Glutathione synthetase promotes the reduction of arsenate via arsenolysis of glutathione.

Biochimie. 2012 Jun;94(6):1327-33. 
Németi B, Anderson ME, Gregus Z. 
Department of Pharmacology and Pharmacotherapy, Toxicology Section, University of Pécs, Medical School, Szigeti út 12, H-7624 Pécs, Hungary. 

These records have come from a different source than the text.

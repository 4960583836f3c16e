//! The evaluated, read-only definition of one machine.

use super::alias::{AliasHandle, AliasRule};
use super::transition::{first_match, TransitionHandle, TransitionRule};
use crate::core::{Endpoint, Guard, Namespace, State};
use crate::integration::{IntegrationContext, Record};
use serde::{Deserialize, Serialize};
use std::sync::Arc;

/// Transitions, aliases and metadata of one machine on one record type.
///
/// Produced by `MachineBuilder::evaluate` and immutable afterwards, so it
/// can be shared freely between threads and records.
#[derive(Clone, Debug, PartialEq)]
pub struct MachineDefinition<S: State> {
    pub(crate) namespace: Namespace,
    pub(crate) field: String,
    pub(crate) initial: Option<S>,
    pub(crate) states: Vec<S>,
    pub(crate) transitions: Vec<TransitionRule<S>>,
    pub(crate) aliases: Vec<AliasRule<S>>,
    pub(crate) tracking: bool,
}

impl<S: State> MachineDefinition<S> {
    pub fn namespace(&self) -> &Namespace {
        &self.namespace
    }

    /// Name of the record field this machine governs.
    pub fn field(&self) -> &str {
        &self.field
    }

    pub fn initial_state(&self) -> Option<&S> {
        self.initial.as_ref()
    }

    /// Known states, in order of first appearance.
    pub fn states(&self) -> &[S] {
        &self.states
    }

    pub fn tracking_enabled(&self) -> bool {
        self.tracking
    }

    pub fn transitions(&self) -> &[TransitionRule<S>] {
        &self.transitions
    }

    pub fn aliases(&self) -> &[AliasRule<S>] {
        &self.aliases
    }

    pub fn transition(&self, handle: TransitionHandle) -> Option<&TransitionRule<S>> {
        self.transitions.get(handle.0)
    }

    pub fn alias(&self, handle: AliasHandle) -> Option<&AliasRule<S>> {
        self.aliases.get(handle.0)
    }

    /// First rule, in registration order, that legalises `from` -> `to`.
    pub fn matching_transition(
        &self,
        from: &Endpoint<S>,
        to: &Endpoint<S>,
    ) -> Option<TransitionHandle> {
        first_match(&self.transitions, from, to)
    }

    /// Look up a named transition by its bare or qualified name.
    pub fn transition_named(&self, name: &str) -> Option<TransitionHandle> {
        self.transitions
            .iter()
            .position(|rule| rule.name() == Some(name) || rule.qualified_name() == Some(name))
            .map(TransitionHandle)
    }

    /// Look up an alias by its bare or qualified name.
    pub fn alias_named(&self, name: &str) -> Option<AliasHandle> {
        self.aliases
            .iter()
            .position(|alias| alias.name() == name || alias.qualified_name() == name)
            .map(AliasHandle)
    }

    /// Guard that holds while a record is in one of `states`.
    pub fn guard_for(&self, states: impl IntoIterator<Item = S>) -> Guard<S> {
        Guard::InStates(states.into_iter().collect())
    }

    /// Bind this machine to a live record.
    pub fn integration<R: Record<S>>(self: &Arc<Self>, record: R) -> IntegrationContext<S, R> {
        IntegrationContext::new(Arc::clone(self), record)
    }

    /// Serializable summary for generators of storage-side filters and constants.
    pub fn describe(&self) -> MachineDescription {
        MachineDescription {
            namespace: self.namespace.to_string(),
            field: self.field.clone(),
            initial: self.initial.as_ref().map(|s| s.name().to_string()),
            tracking: self.tracking,
            states: names(&self.states),
            transitions: self
                .transitions
                .iter()
                .map(|rule| TransitionDescription {
                    name: rule.qualified_name().map(str::to_string),
                    from: rule.from_states().iter().map(|e| e.to_string()).collect(),
                    to: rule.to_state().to_string(),
                })
                .collect(),
            aliases: self
                .aliases
                .iter()
                .map(|alias| AliasDescription {
                    name: alias.qualified_name().to_string(),
                    negated: alias.is_negated(),
                    members: names(alias.members()),
                    derived: names(alias.derived_members()),
                    opposite: alias
                        .opposite()
                        .and_then(|h| self.alias(h))
                        .map(|op| op.qualified_name().to_string()),
                })
                .collect(),
        }
    }
}

fn names<S: State>(states: &[S]) -> Vec<String> {
    states.iter().map(|s| s.name().to_string()).collect()
}

/// Name-level view of a machine definition.
#[derive(Clone, Debug, PartialEq, Serialize, Deserialize)]
pub struct MachineDescription {
    pub namespace: String,
    pub field: String,
    pub initial: Option<String>,
    pub tracking: bool,
    pub states: Vec<String>,
    pub transitions: Vec<TransitionDescription>,
    pub aliases: Vec<AliasDescription>,
}

#[derive(Clone, Debug, PartialEq, Serialize, Deserialize)]
pub struct TransitionDescription {
    pub name: Option<String>,
    pub from: Vec<String>,
    pub to: String,
}

#[derive(Clone, Debug, PartialEq, Serialize, Deserialize)]
pub struct AliasDescription {
    pub name: String,
    pub negated: bool,
    pub members: Vec<String>,
    /// States the alias holds for.
    pub derived: Vec<String>,
    pub opposite: Option<String>,
}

Abstract - The environmentally prevalent arsenate (As(V)) undergoes reduction in the body to the much more toxic arsenite (As(III)). Phosphorolytic enzymes and ATP synthase can promote the reduction As(V) by converting it into arsenylated products in which the pentavalent arsenic is more reducible by glutathione (GSH) to As(III) than in inorganic As(V). Glutathione synthetase (GS) can catalyze the arsenolysis of GSH (γ-Glu-Cys-Gly) yielding two arsenylated products, i.e. γ-Glu-Cys-arsenate and ADP-arsenate. Thus, GS may also promote the reduction of As(V) by GSH. This hypothesis was tested with human recombinant GS, a Mg(2+) dependent enzyme. GS markedly increased As(III) formation when incubated with As(V), GSH, Mg(2+) and ADP, but not when GSH, Mg(2+) or ADP were separately omitted. Phosphate, a substrate competitive with As(V) in the arsenolysis of GSH, as well as the products of GSH arsenolysis or their analogs, e.g. glycine and γ-Glu-aminobutyrate, decreased As(V) reduction. Replacement of ADP with ATP or an analog that cannot be phosphorylated or arsenylated abolished As(V) reduction, indicating that GS-supported As(V) reduction requires formation of ADP-arsenate. In the presence of ADP, however, ATP (but not its metabolically inert analog) tripled As(V) reduction because ATP permits GS to remove the arsenolysis inhibitory glycine and γ-Glu-Cys by converting them into GSH. GS failed to promote As(V) reduction when GSH was replaced with ophthalmic acid, a GSH analog substrate of GS containing no SH group (although ophthalmic acid did undergo GS-catalyzed arsenolysis), indicating that the SH group of GSH is important for As(V) reduction. Our findings support the conclusion that GS promotes reduction of As(V) by catalyzing the arsenolysis of GSH, thus producing ADP-arsenate, which upon being released from the enzyme is readily reduced by GSH to As(III).